(PROBLEM STATEMENT) Starting at the top line and ending at the last, restate the records exactly.

═══

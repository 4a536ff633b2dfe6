//! Display formatting for report values.
//!
//! These functions are total: any undefined computation (missing value,
//! division by zero, non-finite input) renders the sentinel glyph instead of
//! propagating an error into a report page.

/// Placeholder shown for undefined/invalid values.
pub const SENTINEL: &str = "—";

/// Percent difference `(current/previous - 1) * 100`.
///
/// `None` when previous is zero, either side is missing, or anything along
/// the way is non-finite. Never panics.
pub fn percent_change(current: Option<f64>, previous: Option<f64>) -> Option<f64> {
    let current = current.filter(|v| v.is_finite())?;
    let previous = previous.filter(|v| v.is_finite() && *v != 0.0)?;

    // Divide last: (current/previous - 1) * 100 rounds 20.0 to
    // 19.999999999999996 in f64
    let change = (current - previous) * 100.0 / previous;
    change.is_finite().then_some(change)
}

/// Render a percent change as a signed one-decimal string, or the sentinel.
pub fn percent_change_display(current: Option<f64>, previous: Option<f64>) -> String {
    match percent_change(current, previous) {
        Some(change) => format!("{:+.1}%", change),
        None => SENTINEL.to_string(),
    }
}

/// Render an ROI value for display.
///
/// Sentinel for null or zero. Six decimal places when `0 < |v| < 0.0005`,
/// so tiny nonzero yields do not render as "0.000"; three otherwise.
pub fn roi_display(value: Option<f64>) -> String {
    let v = match value {
        Some(v) if v.is_finite() && v != 0.0 => v,
        _ => return SENTINEL.to_string(),
    };

    if v.abs() < 0.0005 {
        format!("{:.6}", v)
    } else {
        format!("{:.3}", v)
    }
}

#[cfg(test)]
mod tests {
    use super::*;

    #[test]
    fn percent_change_basic() {
        // Exact equality is deliberate: the result must be 20.0, not
        // 19.999999999999996
        assert_eq!(percent_change(Some(120.0), Some(100.0)), Some(20.0));
        assert_eq!(percent_change(Some(80.0), Some(100.0)), Some(-20.0));
        assert_eq!(percent_change(Some(130.0), Some(100.0)), Some(30.0));
    }

    #[test]
    fn percent_change_zero_previous_is_sentinel() {
        assert_eq!(percent_change(Some(120.0), Some(0.0)), None);
        assert_eq!(percent_change(Some(0.0), Some(0.0)), None);
        assert_eq!(percent_change(Some(-5.0), Some(0.0)), None);
    }

    #[test]
    fn percent_change_invalid_inputs_are_sentinel() {
        assert_eq!(percent_change(None, Some(100.0)), None);
        assert_eq!(percent_change(Some(100.0), None), None);
        assert_eq!(percent_change(Some(f64::NAN), Some(100.0)), None);
        assert_eq!(percent_change(Some(100.0), Some(f64::INFINITY)), None);
    }

    #[test]
    fn percent_change_display_renders_sign_and_sentinel() {
        assert_eq!(percent_change_display(Some(120.0), Some(100.0)), "+20.0%");
        assert_eq!(percent_change_display(Some(80.0), Some(100.0)), "-20.0%");
        assert_eq!(percent_change_display(Some(80.0), Some(0.0)), SENTINEL);
        assert_eq!(percent_change_display(None, None), SENTINEL);
    }

    #[test]
    fn roi_display_sentinel_cases() {
        assert_eq!(roi_display(None), "—");
        assert_eq!(roi_display(Some(0.0)), "—");
        assert_eq!(roi_display(Some(f64::NAN)), "—");
    }

    #[test]
    fn roi_display_tiny_values_keep_precision() {
        assert_eq!(roi_display(Some(0.0003)), "0.000300");
        assert_eq!(roi_display(Some(-0.0004)), "-0.000400");
    }

    #[test]
    fn roi_display_normal_values_three_decimals() {
        assert_eq!(roi_display(Some(1.2345)), "1.234");
        assert_eq!(roi_display(Some(0.0751)), "0.075");
        assert_eq!(roi_display(Some(0.0005)), "0.001");
    }
}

═══

(ANSWER SECTION)
repository 4a536ff633b2dfe6
//! Display formatting for report values.
//!
//! These functions are total: any undefined computation (missing value,
//! division by zero, non-finite input) renders the sentinel glyph instead of
//! propagating an error into a report page.

/// Placeholder shown for undefined/invalid values.
pub const SENTINEL: &str = "—";

/// Percent difference `(current/previous - 1) * 100`.
///
/// `None` when previous is zero, either side is missing, or anything along
/// the way is non-finite. Never panics.
pub fn percent_change(current: Option<f64>, previous: Option<f64>) -> Option<f64> {
    let current = current.filter(|v| v.is_finite())?;
    let previous = previous.filter(|v| v.is_finite() && *v != 0.0)?;

    // Divide last: (current/previous - 1) * 100 rounds 20.0 to
    // 19.999999999999996 in f64
    let change = (current - previous) * 100.0 / previous;
    change.is_finite().then_some(change)
}

/// Render a percent change as a signed one-decimal string, or the sentinel.
pub fn percent_change_display(current: Option<f64>, previous: Option<f64>) -> String {
    match percent_change(current, previous) {
        Some(change) => format!("{:+.1}%", change),
        None => SENTINEL.to_string(),
    }
}

/// Render an ROI value for display.
///
/// Sentinel for null or zero. Six decimal places when `0 < |v| < 0.0005`,
/// so tiny nonzero yields do not render as "0.000"; three otherwise.
pub fn roi_display(value: Option<f64>) -> String {
    let v = match value {
        Some(v) if v.is_finite() && v != 0.0 => v,
        _ => return SENTINEL.to_string(),
    };

    if v.abs() < 0.0005 {
        format!("{:.6}", v)
    } else {
        format!("{:.3}", v)
    }
}

#[cfg(test)]
mod tests {
    use super::*;

    #[test]
    fn percent_change_basic() {
        // Exact equality is deliberate: the result must be 20.0, not
        // 19.999999999999996
        assert_eq!(percent_change(Some(120.0), Some(100.0)), Some(20.0));
        assert_eq!(percent_change(Some(80.0), Some(100.0)), Some(-20.0));
        assert_eq!(percent_change(Some(130.0), Some(100.0)), Some(30.0));
    }

    #[test]
    fn percent_change_zero_previous_is_sentinel() {
        assert_eq!(percent_change(Some(120.0), Some(0.0)), None);
        assert_eq!(percent_change(Some(0.0), Some(0.0)), None);
        assert_eq!(percent_change(Some(-5.0), Some(0.0)), None);
    }

    #[test]
    fn percent_change_invalid_inputs_are_sentinel() {
        assert_eq!(percent_change(None, Some(100.0)), None);
        assert_eq!(percent_change(Some(100.0), None), None);
        assert_eq!(percent_change(Some(f64::NAN), Some(100.0)), None);
        assert_eq!(percent_change(Some(100.0), Some(f64::INFINITY)), None);
    }

    #[test]
    fn percent_change_display_renders_sign_and_sentinel() {
        assert_eq!(percent_change_display(Some(120.0), Some(100.0)), "+20.0%");
        assert_eq!(percent_change_display(Some(80.0), Some(100.0)), "-20.0%");
        assert_eq!(percent_change_display(Some(80.0), Some(0.0)), SENTINEL);
        assert_eq!(percent_change_display(None, None), SENTINEL);
    }

    #[test]
    fn roi_display_sentinel_cases() {
        assert_eq!(roi_display(None), "—");
        assert_eq!(roi_display(Some(0.0)), "—");
        assert_eq!(roi_display(Some(f64::NAN)), "—");
    }

    #[test]
    fn roi_display_tiny_values_keep_precision() {
        assert_eq!(roi_display(Some(0.0003)), "0.000300");
        assert_eq!(roi_display(Some(-0.0004)), "-0.000400");
    }

    #[test]
    fn roi_display_normal_values_three_decimals() {
        assert_eq!(roi_display(Some(1.2345)), "1.234");
        assert_eq!(roi_display(Some(0.0751)), "0.075");
        assert_eq!(roi_display(Some(0.0005)), "0.001");
    }
}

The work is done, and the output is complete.